» The problem:
Type out the entries again, matching each one exactly.

» The input:

// =============================================================================
// End-to-end scenario tests
// =============================================================================
//
// Exercises the six literal scenarios (§8) against the assembled `Pipeline`
// through its public surface only — `ReplayTickSource` feeding
// `Pipeline::process_tick` one tick at a time, the same shape `main.rs`'s
// demo-mode order loop uses.
// =============================================================================

use pulse_engine::collaborators::{ReplayTickSource, TickSource};
use pulse_engine::config::PipelineConfig;
use pulse_engine::errors::ConfigError;
use pulse_engine::events::PipelineEvent;
use pulse_engine::fusion::TriggerAction;
use pulse_engine::pipeline::Pipeline;
use pulse_engine::timeframe::Timeframe;

fn two_timeframe_config() -> PipelineConfig {
    let mut cfg = PipelineConfig::default();
    cfg.timeframes = vec![Timeframe::new("1m", 60_000), Timeframe::new("5m", 300_000)];
    cfg.fusion.tau_enter = 0.05;
    cfg.fusion.mu_enter = 0.05;
    cfg.kalman.warmup_min = 5;
    cfg
}

fn drain(pipeline: &mut Pipeline, source: &mut dyn TickSource) -> Vec<pulse_engine::pipeline::ProcessOutcome> {
    let mut outcomes = Vec::new();
    while let Ok(Some((ts, price, volume))) = source.next() {
        outcomes.push(pipeline.process_tick(ts, price, volume));
    }
    outcomes
}

/// Scenario 1 — stable uptrend: 300 ticks, price 100 -> 130 over 30 minutes,
/// volume 1.0, 1m base with {1m,5m} filters.
#[test]
fn scenario_stable_uptrend() {
    let mut pipeline = Pipeline::new(two_timeframe_config()).unwrap();
    let mut source = ReplayTickSource::linear_ramp(100.0, 130.0, 300, 6_000, 1.0);
    let outcomes = drain(&mut pipeline, &mut source);

    let closed_1m = outcomes
        .iter()
        .flat_map(|o| &o.events)
        .filter(|e| matches!(e, PipelineEvent::CandleClosed { timeframe, .. } if timeframe == "1m"))
        .count();
    assert!(closed_1m >= 29, "expected at least 29 1m candle closes, got {closed_1m}");

    let mut last_close = f64::MIN;
    let mut monotone = true;
    for event in outcomes.iter().flat_map(|o| &o.events) {
        if let PipelineEvent::CandleClosed { timeframe, candle } = event {
            if timeframe == "1m" {
                if candle.close < last_close {
                    monotone = false;
                }
                last_close = candle.close;
            }
        }
    }
    assert!(monotone, "1m closes should be non-decreasing on a steady uptrend");

    let states = pipeline.kalman_states();
    let velocity = states.get("1m").map(|s| s.velocity).unwrap_or(0.0);
    assert!(velocity > 0.0, "final velocity should be positive, got {velocity}");

    let entered_long = outcomes
        .iter()
        .filter_map(|o| o.trigger.as_ref())
        .any(|t| t.action == TriggerAction::EnterLong);
    assert!(entered_long, "expected at least one enter_long trigger");
}

/// Scenario 2 — reversal: up to 110 then down to 100 over an hour. An
/// enter_long must be followed by an exit before any enter_short, and no two
/// entries are open at once.
#[test]
fn scenario_reversal_exits_before_reversing() {
    let mut pipeline = Pipeline::new(two_timeframe_config()).unwrap();
    let mut ticks = Vec::new();
    for i in 0..200 {
        let frac = i as f64 / 199.0;
        ticks.push((i as i64 * 9_000, 100.0 + 10.0 * frac, 1.0));
    }
    for i in 0..200 {
        let frac = i as f64 / 199.0;
        ticks.push(((200 + i) as i64 * 9_000, 110.0 - 10.0 * frac, 1.0));
    }
    let mut source = ReplayTickSource::new(ticks);
    let outcomes = drain(&mut pipeline, &mut source);

    let mut position_open: Option<TriggerAction> = None;
    let mut saw_long = false;
    let mut saw_exit_before_short = true;
    for trigger in outcomes.iter().filter_map(|o| o.trigger.as_ref()) {
        match trigger.action {
            TriggerAction::EnterLong => {
                assert!(position_open.is_none(), "entered long while a position was already open");
                position_open = Some(TriggerAction::EnterLong);
                saw_long = true;
            }
            TriggerAction::EnterShort => {
                if saw_long && position_open.is_some() {
                    saw_exit_before_short = false;
                }
                assert!(position_open.is_none(), "entered short while a position was already open");
                position_open = Some(TriggerAction::EnterShort);
            }
            TriggerAction::Exit => {
                position_open = None;
            }
            TriggerAction::Hold => {}
        }
    }
    assert!(saw_exit_before_short, "exit must precede an opposite entry");
}

/// Scenario 3 — gap: ticks at t=0..60s then a 5 minute silent gap before
/// resuming. Expected a single CandleGap(1m, 60_000, 360_000) and no
/// fabricated candles in between.
#[test]
fn scenario_gap_is_observed_without_fabrication() {
    let mut pipeline = Pipeline::new(two_timeframe_config()).unwrap();
    let mut source = ReplayTickSource::gapped(60_000, 300_000, 60_000, 1_000, 100.0, 1.0);
    let outcomes = drain(&mut pipeline, &mut source);

    let gaps: Vec<_> = outcomes
        .iter()
        .flat_map(|o| &o.events)
        .filter_map(|e| match e {
            PipelineEvent::CandleGap {
                timeframe,
                missing_from,
                missing_to,
            } if timeframe == "1m" => Some((*missing_from, *missing_to)),
            _ => None,
        })
        .collect();
    assert_eq!(gaps.len(), 1, "expected exactly one 1m gap, got {gaps:?}");
    assert_eq!(gaps[0], (60_000, 360_000));
}

/// Scenario 4 — invalid tick: price=0 inside an otherwise valid stream is
/// rejected with no downstream emissions, and does not disturb the pipeline's
/// ongoing state.
#[test]
fn scenario_invalid_tick_is_rejected_in_place() {
    let mut pipeline = Pipeline::new(two_timeframe_config()).unwrap();
    pipeline.process_tick(0, 100.0, 1.0);
    pipeline.process_tick(1_000, 100.5, 1.0);

    let before = pipeline.ring_store().snapshot("1m", 10);
    let outcome = pipeline.process_tick(2_000, 0.0, 1.0);

    assert_eq!(outcome.rejected, Some(pulse_engine::errors::TickRejection::NonPositivePrice));
    assert!(outcome.events.is_empty());
    assert!(outcome.decision.is_none());
    assert!(outcome.trigger.is_none());

    let after = pipeline.ring_store().snapshot("1m", 10);
    assert_eq!(before.len(), after.len(), "rejected tick must not alter ring state");
}

/// Scenario 5 — low-confidence flat: oscillating price around 100, no
/// entries ever triggered.
#[test]
fn scenario_low_confidence_flat_never_enters() {
    let mut pipeline = Pipeline::new(two_timeframe_config()).unwrap();
    let mut source = ReplayTickSource::oscillating(100.0, 0.05, 1_000, 1_000, 1.0);
    let outcomes = drain(&mut pipeline, &mut source);

    let entries = outcomes
        .iter()
        .filter_map(|o| o.trigger.as_ref())
        .filter(|t| matches!(t.action, TriggerAction::EnterLong | TriggerAction::EnterShort))
        .count();
    assert_eq!(entries, 0, "a flat oscillation should never clear the entry threshold");
}

/// Scenario 6 — config rejection: {1m, 7m} is not a nested multiple and must
/// fail construction with a typed ConfigError, never a panic.
#[test]
fn scenario_config_rejection_fails_construction() {
    let mut cfg = PipelineConfig::default();
    cfg.timeframes = vec![Timeframe::new("1m", 60_000), Timeframe::new("7m", 7 * 60_000)];
    cfg.fusion.tf_ranks.insert("7m".to_string(), 2);

    match Pipeline::new(cfg) {
        Err(ConfigError::NotNestedMultiple { .. }) => {}
        other => panic!("expected NotNestedMultiple, got {other:?}"),
    }
}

» Response area:
// =============================================================================
// End-to-end scenario tests
// =============================================================================
//
// Exercises the six literal scenarios (§8) against the assembled `Pipeline`
// through its public surface only — `ReplayTickSource` feeding
// `Pipeline::process_tick` one tick at a time, the same shape `main.rs`'s
// demo-mode order loop uses.
// =============================================================================

use pulse_engine::collaborators::{ReplayTickSource, TickSource};
use pulse_engine::config::PipelineConfig;
use pulse_engine::errors::ConfigError;
use pulse_engine::events::PipelineEvent;
use pulse_engine::fusion::TriggerAction;
use pulse_engine::pipeline::Pipeline;
use pulse_engine::timeframe::Timeframe;

fn two_timeframe_config() -> PipelineConfig {
    let mut cfg = PipelineConfig::default();
    cfg.timeframes = vec![Timeframe::new("1m", 60_000), Timeframe::new("5m", 300_000)];
    cfg.fusion.tau_enter = 0.05;
    cfg.fusion.mu_enter = 0.05;
    cfg.kalman.warmup_min = 5;
    cfg
}

fn drain(pipeline: &mut Pipeline, source: &mut dyn TickSource) -> Vec<pulse_engine::pipeline::ProcessOutcome> {
    let mut outcomes = Vec::new();
    while let Ok(Some((ts, price, volume))) = source.next() {
        outcomes.push(pipeline.process_tick(ts, price, volume));
    }
    outcomes
}

/// Scenario 1 — stable uptrend: 300 ticks, price 100 -> 130 over 30 minutes,
/// volume 1.0, 1m base with {1m,5m} filters.
#[test]
fn scenario_stable_uptrend() {
    let mut pipeline = Pipeline::new(two_timeframe_config()).unwrap();
    let mut source = ReplayTickSource::linear_ramp(100.0, 130.0, 300, 6_000, 1.0);
    let outcomes = drain(&mut pipeline, &mut source);

    let closed_1m = outcomes
        .iter()
        .flat_map(|o| &o.events)
        .filter(|e| matches!(e, PipelineEvent::CandleClosed { timeframe, .. } if timeframe == "1m"))
        .count();
    assert!(closed_1m >= 29, "expected at least 29 1m candle closes, got {closed_1m}");

    let mut last_close = f64::MIN;
    let mut monotone = true;
    for event in outcomes.iter().flat_map(|o| &o.events) {
        if let PipelineEvent::CandleClosed { timeframe, candle } = event {
            if timeframe == "1m" {
                if candle.close < last_close {
                    monotone = false;
                }
                last_close = candle.close;
            }
        }
    }
    assert!(monotone, "1m closes should be non-decreasing on a steady uptrend");

    let states = pipeline.kalman_states();
    let velocity = states.get("1m").map(|s| s.velocity).unwrap_or(0.0);
    assert!(velocity > 0.0, "final velocity should be positive, got {velocity}");

    let entered_long = outcomes
        .iter()
        .filter_map(|o| o.trigger.as_ref())
        .any(|t| t.action == TriggerAction::EnterLong);
    assert!(entered_long, "expected at least one enter_long trigger");
}

/// Scenario 2 — reversal: up to 110 then down to 100 over an hour. An
/// enter_long must be followed by an exit before any enter_short, and no two
/// entries are open at once.
#[test]
fn scenario_reversal_exits_before_reversing() {
    let mut pipeline = Pipeline::new(two_timeframe_config()).unwrap();
    let mut ticks = Vec::new();
    for i in 0..200 {
        let frac = i as f64 / 199.0;
        ticks.push((i as i64 * 9_000, 100.0 + 10.0 * frac, 1.0));
    }
    for i in 0..200 {
        let frac = i as f64 / 199.0;
        ticks.push(((200 + i) as i64 * 9_000, 110.0 - 10.0 * frac, 1.0));
    }
    let mut source = ReplayTickSource::new(ticks);
    let outcomes = drain(&mut pipeline, &mut source);

    let mut position_open: Option<TriggerAction> = None;
    let mut saw_long = false;
    let mut saw_exit_before_short = true;
    for trigger in outcomes.iter().filter_map(|o| o.trigger.as_ref()) {
        match trigger.action {
            TriggerAction::EnterLong => {
                assert!(position_open.is_none(), "entered long while a position was already open");
                position_open = Some(TriggerAction::EnterLong);
                saw_long = true;
            }
            TriggerAction::EnterShort => {
                if saw_long && position_open.is_some() {
                    saw_exit_before_short = false;
                }
                assert!(position_open.is_none(), "entered short while a position was already open");
                position_open = Some(TriggerAction::EnterShort);
            }
            TriggerAction::Exit => {
                position_open = None;
            }
            TriggerAction::Hold => {}
        }
    }
    assert!(saw_exit_before_short, "exit must precede an opposite entry");
}

/// Scenario 3 — gap: ticks at t=0..60s then a 5 minute silent gap before
/// resuming. Expected a single CandleGap(1m, 60_000, 360_000) and no
/// fabricated candles in between.
#[test]
fn scenario_gap_is_observed_without_fabrication() {
    let mut pipeline = Pipeline::new(two_timeframe_config()).unwrap();
    let mut source = ReplayTickSource::gapped(60_000, 300_000, 60_000, 1_000, 100.0, 1.0);
    let outcomes = drain(&mut pipeline, &mut source);

    let gaps: Vec<_> = outcomes
        .iter()
        .flat_map(|o| &o.events)
        .filter_map(|e| match e {
            PipelineEvent::CandleGap {
                timeframe,
                missing_from,
                missing_to,
            } if timeframe == "1m" => Some((*missing_from, *missing_to)),
            _ => None,
        })
        .collect();
    assert_eq!(gaps.len(), 1, "expected exactly one 1m gap, got {gaps:?}");
    assert_eq!(gaps[0], (60_000, 360_000));
}

/// Scenario 4 — invalid tick: price=0 inside an otherwise valid stream is
/// rejected with no downstream emissions, and does not disturb the pipeline's
/// ongoing state.
#[test]
fn scenario_invalid_tick_is_rejected_in_place() {
    let mut pipeline = Pipeline::new(two_timeframe_config()).unwrap();
    pipeline.process_tick(0, 100.0, 1.0);
    pipeline.process_tick(1_000, 100.5, 1.0);

    let before = pipeline.ring_store().snapshot("1m", 10);
    let outcome = pipeline.process_tick(2_000, 0.0, 1.0);

    assert_eq!(outcome.rejected, Some(pulse_engine::errors::TickRejection::NonPositivePrice));
    assert!(outcome.events.is_empty());
    assert!(outcome.decision.is_none());
    assert!(outcome.trigger.is_none());

    let after = pipeline.ring_store().snapshot("1m", 10);
    assert_eq!(before.len(), after.len(), "rejected tick must not alter ring state");
}

/// Scenario 5 — low-confidence flat: oscillating price around 100, no
/// entries ever triggered.
#[test]
fn scenario_low_confidence_flat_never_enters() {
    let mut pipeline = Pipeline::new(two_timeframe_config()).unwrap();
    let mut source = ReplayTickSource::oscillating(100.0, 0.05, 1_000, 1_000, 1.0);
    let outcomes = drain(&mut pipeline, &mut source);

    let entries = outcomes
        .iter()
        .filter_map(|o| o.trigger.as_ref())
        .filter(|t| matches!(t.action, TriggerAction::EnterLong | TriggerAction::EnterShort))
        .count();
    assert_eq!(entries, 0, "a flat oscillation should never clear the entry threshold");
}

/// Scenario 6 — config rejection: {1m, 7m} is not a nested multiple and must
/// fail construction with a typed ConfigError, never a panic.
#[test]
fn scenario_config_rejection_fails_construction() {
    let mut cfg = PipelineConfig::default();
    cfg.timeframes = vec![Timeframe::new("1m", 60_000), Timeframe::new("7m", 7 * 60_000)];
    cfg.fusion.tf_ranks.insert("7m".to_string(), 2);

    match Pipeline::new(cfg) {
        Err(ConfigError::NotNestedMultiple { .. }) => {}
        other => panic!("expected NotNestedMultiple, got {other:?}"),
    }
}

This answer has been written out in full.